INPUT DATA START

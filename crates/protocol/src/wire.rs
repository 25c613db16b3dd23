//! Datagram ingestion wire format
//!
//! One self-contained JSON object per datagram, describing one `Sample`.
//! When a shared secret is configured the object carries a
//! `message_signature` field (see [`crate::signature`]) and unsigned or
//! mis-signed datagrams are rejected.

use serde_json::Value;

use crate::{MAX_DATAGRAM_SIZE, ProtocolError, Result, SIGNATURE_FIELD, Sample, signature};

/// Encode a sample as one datagram payload, signing it when a secret is given
pub fn encode_sample(sample: &Sample, secret: Option<&[u8]>) -> Result<Vec<u8>> {
    let Value::Object(mut fields) = serde_json::to_value(sample)? else {
        return Err(ProtocolError::NotAnObject);
    };
    if let Some(secret) = secret {
        signature::sign(&mut fields, secret)?;
    }

    let bytes = serde_json::to_vec(&Value::Object(fields))?;
    if bytes.len() > MAX_DATAGRAM_SIZE {
        return Err(ProtocolError::TooLarge {
            size: bytes.len(),
            max: MAX_DATAGRAM_SIZE,
        });
    }
    Ok(bytes)
}

/// Decode one datagram payload, verifying its signature when a secret is given
pub fn decode_sample(payload: &[u8], secret: Option<&[u8]>) -> Result<Sample> {
    if payload.len() > MAX_DATAGRAM_SIZE {
        return Err(ProtocolError::TooLarge {
            size: payload.len(),
            max: MAX_DATAGRAM_SIZE,
        });
    }

    let Value::Object(mut fields) = serde_json::from_slice::<Value>(payload)? else {
        return Err(ProtocolError::NotAnObject);
    };

    let provided = fields.remove(SIGNATURE_FIELD);
    if let Some(secret) = secret {
        let Some(Value::String(sig)) = provided else {
            return Err(ProtocolError::MissingSignature);
        };
        if !signature::verify(&fields, secret, &sig) {
            return Err(ProtocolError::SignatureMismatch);
        }
    }

    Ok(serde_json::from_value(Value::Object(fields))?)
}
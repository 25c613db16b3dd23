//! Value scaling shared by conversion stages
//!
//! A scale is either a plain factor or an expression. An expression that
//! references `$(volume)` is evaluated with the input value bound to it and
//! its result replaces the value; one without references is a constant
//! factor computed once at load.

use crate::{EvaluationError, Expression};

/// Meter name bound to the incoming value inside scale expressions
pub const VOLUME: &str = "volume";

/// How a stage rescales a value
#[derive(Debug, Clone, PartialEq)]
pub enum Scale {
    Factor(f64),
    Expression(Expression),
}

impl Scale {
    /// Identity scale
    pub const fn identity() -> Self {
        Self::Factor(1.0)
    }

    /// Parse a scale from a config value
    ///
    /// Accepts a number or an expression string. Expressions may only
    /// reference `$(volume)`.
    pub fn from_toml(value: &toml::Value) -> Result<Self, String> {
        match value {
            toml::Value::Float(f) => Self::factor(*f),
            toml::Value::Integer(i) => Self::factor(*i as f64),
            toml::Value::String(s) => Self::parse(s),
            other => Err(format!("scale must be a number or expression, got {}", other.type_str())),
        }
    }

    /// Parse a scale expression
    pub fn parse(source: &str) -> Result<Self, String> {
        let expr = Expression::parse(source).map_err(|e| format!("scale: {e}"))?;
        if let Some(other) = expr.references().iter().find(|r| *r != VOLUME) {
            return Err(format!(
                "scale may only reference $({VOLUME}), found $({other})"
            ));
        }
        if expr.references().is_empty() {
            let factor = expr
                .evaluate(&[] as &[(&str, f64)])
                .map_err(|e| format!("scale: {e}"))?;
            return Self::factor(factor);
        }
        Ok(Self::Expression(expr))
    }

    fn factor(value: f64) -> Result<Self, String> {
        if value.is_finite() {
            Ok(Self::Factor(value))
        } else {
            Err("scale must be finite".into())
        }
    }

    /// Apply the scale to a value
    pub fn apply(&self, value: f64) -> Result<f64, EvaluationError> {
        match self {
            Self::Factor(f) => {
                let scaled = value * f;
                match EvaluationError::non_finite(scaled) {
                    Some(err) => Err(err),
                    None => Ok(scaled),
                }
            }
            Self::Expression(expr) => expr.evaluate(&[(VOLUME, value)]),
        }
    }
}

impl Default for Scale {
    fn default() -> Self {
        Self::identity()
    }
}

#[cfg(test)]
mod tests {
    use super::*;

    #[test]
    fn test_constant_expression_folds_to_factor() {
        let Scale::Factor(f) = Scale::parse("100.0 / (10**9 * 4)").unwrap() else {
            panic!("expected a constant factor");
        };
        assert!((f - 2.5e-8).abs() < 1e-20);
    }

    #[test]
    fn test_volume_expression() {
        let scale = Scale::parse("$(volume) / 1024").unwrap();
        assert_eq!(scale.apply(2048.0), Ok(2.0));
    }

    #[test]
    fn test_foreign_reference_rejected() {
        let err = Scale::parse("$(other) * 2").unwrap_err();
        assert!(err.contains("$(other)"));
    }

    #[test]
    fn test_from_toml_number() {
        assert_eq!(Scale::from_toml(&toml::Value::Integer(8)), Ok(Scale::Factor(8.0)));
        assert!(Scale::from_toml(&toml::Value::Boolean(true)).is_err());
    }

    #[test]
    fn test_division_by_zero_in_constant_rejected() {
        assert!(Scale::parse("1 / 0").is_err());
    }

    #[test]
    fn test_apply_factor_overflow() {
        let scale = Scale::Factor(f64::MAX);
        assert_eq!(scale.apply(10.0), Err(EvaluationError::Infinite));
    }
}
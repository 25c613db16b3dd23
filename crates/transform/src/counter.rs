//! Previous-value tracking for cumulative meters
//!
//! Keys that have not produced a sample for `retention` (measured against
//! the newest timestamp seen) are forgotten, so resources that disappear
//! do not accumulate state. A forgotten key starts over as `First`.

use std::collections::HashMap;
use std::time::Duration;

use chrono::{DateTime, Utc};
use tally_config::TransformerInstanceConfig;
use tally_protocol::Sample;

/// How long an idle key is remembered unless `retention_secs` says otherwise
pub(crate) const DEFAULT_RETENTION: Duration = Duration::from_secs(3600);

/// New keys between sweeps for idle ones
const SWEEP_EVERY: usize = 1024;

/// What the previous value says about a new cumulative sample
#[derive(Debug, Clone, Copy, PartialEq)]
pub(crate) enum Observation {
    /// No predecessor for this key; the sample only seeds state
    First,
    /// Timestamp precedes the last accepted one; state is unchanged
    OutOfOrder,
    /// A usable predecessor
    Step {
        previous: f64,
        elapsed_secs: f64,
        /// Value went backwards: the counter restarted
        reset: bool,
    },
}

/// Last accepted `(volume, timestamp)` per `(name, resource_id)`
#[derive(Debug)]
pub(crate) struct CounterState {
    last: HashMap<(String, String), (f64, DateTime<Utc>)>,
    retention: Duration,
    newest: Option<DateTime<Utc>>,
    new_keys: usize,
}

impl Default for CounterState {
    fn default() -> Self {
        Self {
            last: HashMap::new(),
            retention: DEFAULT_RETENTION,
            newest: None,
            new_keys: 0,
        }
    }
}

impl CounterState {
    pub(crate) fn with_retention(mut self, retention: Duration) -> Self {
        self.retention = retention;
        self
    }

    pub(crate) fn observe(&mut self, sample: &Sample) -> Observation {
        let key = (sample.name.clone(), sample.resource_id.clone());
        let current = (sample.volume, sample.timestamp);

        let Some(&(previous, at)) = self.last.get(&key) else {
            self.last.insert(key, current);
            self.advance(sample.timestamp);
            self.new_keys += 1;
            if self.new_keys >= SWEEP_EVERY {
                self.prune();
            }
            return Observation::First;
        };
        if sample.timestamp < at {
            return Observation::OutOfOrder;
        }

        self.last.insert(key, current);
        self.advance(sample.timestamp);
        let elapsed_secs = (sample.timestamp - at).num_milliseconds() as f64 / 1000.0;
        Observation::Step {
            previous,
            elapsed_secs,
            reset: sample.volume < previous,
        }
    }

    fn advance(&mut self, timestamp: DateTime<Utc>) {
        if self.newest.is_none_or(|newest| timestamp > newest) {
            self.newest = Some(timestamp);
        }
    }

    /// Forget keys idle for longer than the retention; returns how many
    pub(crate) fn prune(&mut self) -> usize {
        self.new_keys = 0;
        let Some(newest) = self.newest else {
            return 0;
        };
        let retention = self.retention;
        let before = self.last.len();
        self.last
            .retain(|_, (_, at)| (newest - *at).to_std().is_ok_and(|idle| idle <= retention));
        before - self.last.len()
    }

    pub(crate) fn len(&self) -> usize {
        self.last.len()
    }
}

/// Parse the optional `retention_secs` stage option
pub(crate) fn retention_option(config: &TransformerInstanceConfig) -> Result<Duration, String> {
    match config.get_float("retention_secs") {
        None => Ok(DEFAULT_RETENTION),
        Some(secs) if secs.is_finite() && secs > 0.0 => Ok(Duration::from_secs_f64(secs)),
        Some(_) => Err("retention_secs must be greater than 0".to_string()),
    }
}
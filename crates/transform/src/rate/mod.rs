//! Rate of Change Transformer - Per-second rate of a cumulative meter
//!
//! Each cumulative sample becomes a gauge holding
//! `(volume - previous) / elapsed_seconds`, optionally rescaled.
//!
//! # Example
//!
//! ```toml
//! [[pipelines.cpu.transformers]]
//! type = "rate_of_change"
//! source = "cpu"
//! target_name = "cpu_util"
//! target_unit = "%"
//! scale = "100.0 / (10**9 * 4)"
//! ```

use tally_config::TransformerInstanceConfig;
use tally_protocol::{Sample, SampleType};
use tracing::debug;

use crate::counter::{CounterState, Observation, retention_option};
use crate::registry::TransformerFactory;
use crate::{Scale, TransformError, TransformResult, Transformer};

#[cfg(test)]
#[path = "mod_test.rs"]
mod tests;

/// Configuration for the rate of change transformer
#[derive(Debug, Clone)]
pub struct RateOfChangeConfig {
    pub enabled: bool,

    /// Only convert this meter (default: every cumulative meter)
    pub source: Option<String>,

    /// Name of the rate meter (default: `<name>.rate`)
    pub target_name: Option<String>,

    /// Unit of the rate meter (default: `<unit>/s`)
    pub target_unit: Option<String>,

    pub scale: Scale,
}

impl Default for RateOfChangeConfig {
    fn default() -> Self {
        Self {
            enabled: true,
            source: None,
            target_name: None,
            target_unit: None,
            scale: Scale::identity(),
        }
    }
}

impl RateOfChangeConfig {
    #[must_use]
    pub fn with_source(mut self, meter: impl Into<String>) -> Self {
        self.source = Some(meter.into());
        self
    }

    #[must_use]
    pub fn with_target(mut self, name: impl Into<String>, unit: impl Into<String>) -> Self {
        self.target_name = Some(name.into());
        self.target_unit = Some(unit.into());
        self
    }

    #[must_use]
    pub fn with_scale(mut self, scale: Scale) -> Self {
        self.scale = scale;
        self
    }
}

impl TryFrom<&TransformerInstanceConfig> for RateOfChangeConfig {
    type Error = String;

    fn try_from(config: &TransformerInstanceConfig) -> Result<Self, Self::Error> {
        let mut rate = RateOfChangeConfig {
            enabled: config.enabled,
            ..Default::default()
        };
        rate.source = config.get_str("source").map(str::to_string);
        rate.target_name = config.get_str("target_name").map(str::to_string);
        rate.target_unit = config.get_str("target_unit").map(str::to_string);
        if let Some(scale) = config.get("scale") {
            rate.scale = Scale::from_toml(scale)?;
        }
        Ok(rate)
    }
}

/// Rate of change transformer
#[derive(Debug)]
pub struct RateOfChangeTransformer {
    config: RateOfChangeConfig,
    state: CounterState,
}

impl RateOfChangeTransformer {
    pub fn new(config: RateOfChangeConfig) -> Self {
        Self {
            config,
            state: CounterState::default(),
        }
    }

    fn applies_to(&self, sample: &Sample) -> bool {
        sample.sample_type == SampleType::Cumulative
            && self.config.source.as_deref().is_none_or(|s| s == sample.name)
    }

    fn rate_sample(&self, sample: &Sample, rate: f64) -> Sample {
        let name = match &self.config.target_name {
            Some(name) => name.clone(),
            None => format!("{}.rate", sample.name),
        };
        let unit = match &self.config.target_unit {
            Some(unit) => unit.clone(),
            None => format!("{}/s", sample.unit),
        };
        sample.derive(name, SampleType::Gauge, unit, rate)
    }
}

impl Transformer for RateOfChangeTransformer {
    fn transform(&mut self, sample: Sample) -> TransformResult<Vec<Sample>> {
        if !self.applies_to(&sample) {
            return Ok(vec![sample]);
        }

        let (previous, elapsed_secs, reset) = match self.state.observe(&sample) {
            Observation::First => return Ok(Vec::new()),
            Observation::OutOfOrder => {
                debug!(
                    meter = %sample.name,
                    resource_id = %sample.resource_id,
                    "dropping out-of-order cumulative sample"
                );
                return Ok(Vec::new());
            }
            Observation::Step {
                previous,
                elapsed_secs,
                reset,
            } => (previous, elapsed_secs, reset),
        };

        // No time passed: nothing meaningful to divide by.
        if elapsed_secs <= 0.0 {
            return Ok(Vec::new());
        }

        let previous = if reset { 0.0 } else { previous };
        let rate = (sample.volume - previous) / elapsed_secs;
        let scaled = self.config.scale.apply(rate)?;
        Ok(vec![self.rate_sample(&sample, scaled)])
    }

    fn name(&self) -> &'static str {
        "rate_of_change"
    }

    fn enabled(&self) -> bool {
        self.config.enabled
    }
}

/// Factory for the `rate_of_change` type
#[derive(Debug, Clone, Copy, Default)]
pub struct RateOfChangeFactory;

impl TransformerFactory for RateOfChangeFactory {
    fn create(&self, config: &TransformerInstanceConfig) -> TransformResult<Box<dyn Transformer>> {
        let rate = RateOfChangeConfig::try_from(config).map_err(TransformError::config)?;
        let retention = retention_option(config).map_err(TransformError::config)?;
        let mut transformer = RateOfChangeTransformer::new(rate);
        transformer.state = transformer.state.with_retention(retention);
        Ok(Box::new(transformer))
    }

    fn name(&self) -> &'static str {
        "rate_of_change"
    }
}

INPUT DATA END

HOW TO COMPLETE THIS TASK = Identify all lines in the records above with the word "given".

RESULT OF THE EXERCISE =
/// Encode a sample as one datagram payload, signing it when a secret is given
/// Decode one datagram payload, verifying its signature when a secret is given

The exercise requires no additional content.